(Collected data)

**********

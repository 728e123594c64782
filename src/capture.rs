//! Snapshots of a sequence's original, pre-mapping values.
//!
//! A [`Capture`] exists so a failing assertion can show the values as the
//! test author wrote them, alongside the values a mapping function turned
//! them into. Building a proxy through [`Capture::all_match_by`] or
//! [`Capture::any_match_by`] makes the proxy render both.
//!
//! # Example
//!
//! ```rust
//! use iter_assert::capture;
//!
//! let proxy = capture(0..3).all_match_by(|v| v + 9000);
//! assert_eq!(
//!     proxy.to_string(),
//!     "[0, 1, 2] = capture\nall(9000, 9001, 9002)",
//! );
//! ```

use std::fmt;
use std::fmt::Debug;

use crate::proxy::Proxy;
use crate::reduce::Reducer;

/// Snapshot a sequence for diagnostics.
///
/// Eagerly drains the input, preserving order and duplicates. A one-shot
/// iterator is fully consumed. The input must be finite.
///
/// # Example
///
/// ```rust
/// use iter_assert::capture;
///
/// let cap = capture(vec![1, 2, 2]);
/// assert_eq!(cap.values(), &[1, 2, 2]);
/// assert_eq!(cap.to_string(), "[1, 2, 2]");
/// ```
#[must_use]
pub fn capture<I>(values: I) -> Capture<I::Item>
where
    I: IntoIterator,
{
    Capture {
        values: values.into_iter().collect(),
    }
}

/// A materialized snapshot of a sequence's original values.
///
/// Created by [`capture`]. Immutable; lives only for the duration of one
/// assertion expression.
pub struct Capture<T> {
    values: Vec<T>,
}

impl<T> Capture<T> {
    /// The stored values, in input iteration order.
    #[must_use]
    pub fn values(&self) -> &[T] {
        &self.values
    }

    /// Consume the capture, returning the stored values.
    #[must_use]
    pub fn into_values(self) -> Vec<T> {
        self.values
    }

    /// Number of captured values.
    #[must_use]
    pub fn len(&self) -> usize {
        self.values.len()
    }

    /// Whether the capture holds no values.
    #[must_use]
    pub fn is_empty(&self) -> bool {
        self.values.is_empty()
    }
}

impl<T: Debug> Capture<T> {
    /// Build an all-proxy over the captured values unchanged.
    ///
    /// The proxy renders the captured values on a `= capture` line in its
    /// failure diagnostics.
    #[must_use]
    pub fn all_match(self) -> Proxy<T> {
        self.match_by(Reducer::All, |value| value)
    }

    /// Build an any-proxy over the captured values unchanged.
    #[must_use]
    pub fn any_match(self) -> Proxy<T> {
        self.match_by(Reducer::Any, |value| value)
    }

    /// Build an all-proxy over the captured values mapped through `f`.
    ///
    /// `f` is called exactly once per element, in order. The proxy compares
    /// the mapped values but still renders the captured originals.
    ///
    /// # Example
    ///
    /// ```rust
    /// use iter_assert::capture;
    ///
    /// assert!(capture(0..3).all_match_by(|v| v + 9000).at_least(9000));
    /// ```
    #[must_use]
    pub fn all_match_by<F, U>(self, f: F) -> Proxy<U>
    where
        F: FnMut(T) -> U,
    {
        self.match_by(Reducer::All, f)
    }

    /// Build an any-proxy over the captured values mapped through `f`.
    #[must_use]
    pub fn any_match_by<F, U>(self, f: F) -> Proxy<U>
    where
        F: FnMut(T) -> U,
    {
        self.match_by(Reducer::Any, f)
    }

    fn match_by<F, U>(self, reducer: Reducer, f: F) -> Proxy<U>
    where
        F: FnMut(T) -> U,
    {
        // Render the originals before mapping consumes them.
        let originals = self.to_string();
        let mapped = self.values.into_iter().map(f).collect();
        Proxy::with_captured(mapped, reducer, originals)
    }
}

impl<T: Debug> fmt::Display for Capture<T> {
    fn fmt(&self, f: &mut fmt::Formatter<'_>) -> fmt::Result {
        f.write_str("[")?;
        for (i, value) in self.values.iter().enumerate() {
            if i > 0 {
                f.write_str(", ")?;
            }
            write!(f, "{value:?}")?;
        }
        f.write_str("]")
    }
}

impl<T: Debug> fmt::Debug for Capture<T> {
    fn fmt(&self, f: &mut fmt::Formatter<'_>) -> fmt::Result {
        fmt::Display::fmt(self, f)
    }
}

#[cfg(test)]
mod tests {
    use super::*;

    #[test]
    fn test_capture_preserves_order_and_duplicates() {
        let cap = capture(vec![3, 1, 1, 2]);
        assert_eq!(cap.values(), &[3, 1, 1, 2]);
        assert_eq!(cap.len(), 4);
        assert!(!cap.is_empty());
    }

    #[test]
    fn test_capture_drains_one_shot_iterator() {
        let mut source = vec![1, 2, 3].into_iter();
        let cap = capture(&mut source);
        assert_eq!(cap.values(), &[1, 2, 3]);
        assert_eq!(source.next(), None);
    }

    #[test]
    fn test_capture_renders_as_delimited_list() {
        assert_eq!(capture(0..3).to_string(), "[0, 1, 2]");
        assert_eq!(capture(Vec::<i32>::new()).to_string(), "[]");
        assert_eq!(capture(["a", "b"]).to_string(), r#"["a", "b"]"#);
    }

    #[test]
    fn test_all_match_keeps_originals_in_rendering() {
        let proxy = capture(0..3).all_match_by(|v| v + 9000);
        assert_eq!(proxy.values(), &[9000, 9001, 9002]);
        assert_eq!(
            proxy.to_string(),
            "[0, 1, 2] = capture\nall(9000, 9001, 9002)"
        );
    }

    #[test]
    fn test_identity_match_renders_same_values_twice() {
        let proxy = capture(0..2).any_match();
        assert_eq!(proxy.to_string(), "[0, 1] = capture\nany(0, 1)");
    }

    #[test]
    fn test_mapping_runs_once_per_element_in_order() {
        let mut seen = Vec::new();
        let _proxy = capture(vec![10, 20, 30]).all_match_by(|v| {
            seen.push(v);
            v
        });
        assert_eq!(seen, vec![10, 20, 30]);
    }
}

**********

§ WORK TASK
All of the records above should be repeated exactly.

§ RESULT OF THIS EXERCISE
repository 728e123594c64782
filename src/capture.rs
//! Snapshots of a sequence's original, pre-mapping values.
//!
//! A [`Capture`] exists so a failing assertion can show the values as the
//! test author wrote them, alongside the values a mapping function turned
//! them into. Building a proxy through [`Capture::all_match_by`] or
//! [`Capture::any_match_by`] makes the proxy render both.
//!
//! # Example
//!
//! ```rust
//! use iter_assert::capture;
//!
//! let proxy = capture(0..3).all_match_by(|v| v + 9000);
//! assert_eq!(
//!     proxy.to_string(),
//!     "[0, 1, 2] = capture\nall(9000, 9001, 9002)",
//! );
//! ```

use std::fmt;
use std::fmt::Debug;

use crate::proxy::Proxy;
use crate::reduce::Reducer;

/// Snapshot a sequence for diagnostics.
///
/// Eagerly drains the input, preserving order and duplicates. A one-shot
/// iterator is fully consumed. The input must be finite.
///
/// # Example
///
/// ```rust
/// use iter_assert::capture;
///
/// let cap = capture(vec![1, 2, 2]);
/// assert_eq!(cap.values(), &[1, 2, 2]);
/// assert_eq!(cap.to_string(), "[1, 2, 2]");
/// ```
#[must_use]
pub fn capture<I>(values: I) -> Capture<I::Item>
where
    I: IntoIterator,
{
    Capture {
        values: values.into_iter().collect(),
    }
}

/// A materialized snapshot of a sequence's original values.
///
/// Created by [`capture`]. Immutable; lives only for the duration of one
/// assertion expression.
pub struct Capture<T> {
    values: Vec<T>,
}

impl<T> Capture<T> {
    /// The stored values, in input iteration order.
    #[must_use]
    pub fn values(&self) -> &[T] {
        &self.values
    }

    /// Consume the capture, returning the stored values.
    #[must_use]
    pub fn into_values(self) -> Vec<T> {
        self.values
    }

    /// Number of captured values.
    #[must_use]
    pub fn len(&self) -> usize {
        self.values.len()
    }

    /// Whether the capture holds no values.
    #[must_use]
    pub fn is_empty(&self) -> bool {
        self.values.is_empty()
    }
}

impl<T: Debug> Capture<T> {
    /// Build an all-proxy over the captured values unchanged.
    ///
    /// The proxy renders the captured values on a `= capture` line in its
    /// failure diagnostics.
    #[must_use]
    pub fn all_match(self) -> Proxy<T> {
        self.match_by(Reducer::All, |value| value)
    }

    /// Build an any-proxy over the captured values unchanged.
    #[must_use]
    pub fn any_match(self) -> Proxy<T> {
        self.match_by(Reducer::Any, |value| value)
    }

    /// Build an all-proxy over the captured values mapped through `f`.
    ///
    /// `f` is called exactly once per element, in order. The proxy compares
    /// the mapped values but still renders the captured originals.
    ///
    /// # Example
    ///
    /// ```rust
    /// use iter_assert::capture;
    ///
    /// assert!(capture(0..3).all_match_by(|v| v + 9000).at_least(9000));
    /// ```
    #[must_use]
    pub fn all_match_by<F, U>(self, f: F) -> Proxy<U>
    where
        F: FnMut(T) -> U,
    {
        self.match_by(Reducer::All, f)
    }

    /// Build an any-proxy over the captured values mapped through `f`.
    #[must_use]
    pub fn any_match_by<F, U>(self, f: F) -> Proxy<U>
    where
        F: FnMut(T) -> U,
    {
        self.match_by(Reducer::Any, f)
    }

    fn match_by<F, U>(self, reducer: Reducer, f: F) -> Proxy<U>
    where
        F: FnMut(T) -> U,
    {
        // Render the originals before mapping consumes them.
        let originals = self.to_string();
        let mapped = self.values.into_iter().map(f).collect();
        Proxy::with_captured(mapped, reducer, originals)
    }
}

impl<T: Debug> fmt::Display for Capture<T> {
    fn fmt(&self, f: &mut fmt::Formatter<'_>) -> fmt::Result {
        f.write_str("[")?;
        for (i, value) in self.values.iter().enumerate() {
            if i > 0 {
                f.write_str(", ")?;
            }
            write!(f, "{value:?}")?;
        }
        f.write_str("]")
    }
}

impl<T: Debug> fmt::Debug for Capture<T> {
    fn fmt(&self, f: &mut fmt::Formatter<'_>) -> fmt::Result {
        fmt::Display::fmt(self, f)
    }
}

#[cfg(test)]
mod tests {
    use super::*;

    #[test]
    fn test_capture_preserves_order_and_duplicates() {
        let cap = capture(vec![3, 1, 1, 2]);
        assert_eq!(cap.values(), &[3, 1, 1, 2]);
        assert_eq!(cap.len(), 4);
        assert!(!cap.is_empty());
    }

    #[test]
    fn test_capture_drains_one_shot_iterator() {
        let mut source = vec![1, 2, 3].into_iter();
        let cap = capture(&mut source);
        assert_eq!(cap.values(), &[1, 2, 3]);
        assert_eq!(source.next(), None);
    }

    #[test]
    fn test_capture_renders_as_delimited_list() {
        assert_eq!(capture(0..3).to_string(), "[0, 1, 2]");
        assert_eq!(capture(Vec::<i32>::new()).to_string(), "[]");
        assert_eq!(capture(["a", "b"]).to_string(), r#"["a", "b"]"#);
    }

    #[test]
    fn test_all_match_keeps_originals_in_rendering() {
        let proxy = capture(0..3).all_match_by(|v| v + 9000);
        assert_eq!(proxy.values(), &[9000, 9001, 9002]);
        assert_eq!(
            proxy.to_string(),
            "[0, 1, 2] = capture\nall(9000, 9001, 9002)"
        );
    }

    #[test]
    fn test_identity_match_renders_same_values_twice() {
        let proxy = capture(0..2).any_match();
        assert_eq!(proxy.to_string(), "[0, 1] = capture\nany(0, 1)");
    }

    #[test]
    fn test_mapping_runs_once_per_element_in_order() {
        let mut seen = Vec::new();
        let _proxy = capture(vec![10, 20, 30]).all_match_by(|v| {
            seen.push(v);
            v
        });
        assert_eq!(seen, vec![10, 20, 30]);
    }
}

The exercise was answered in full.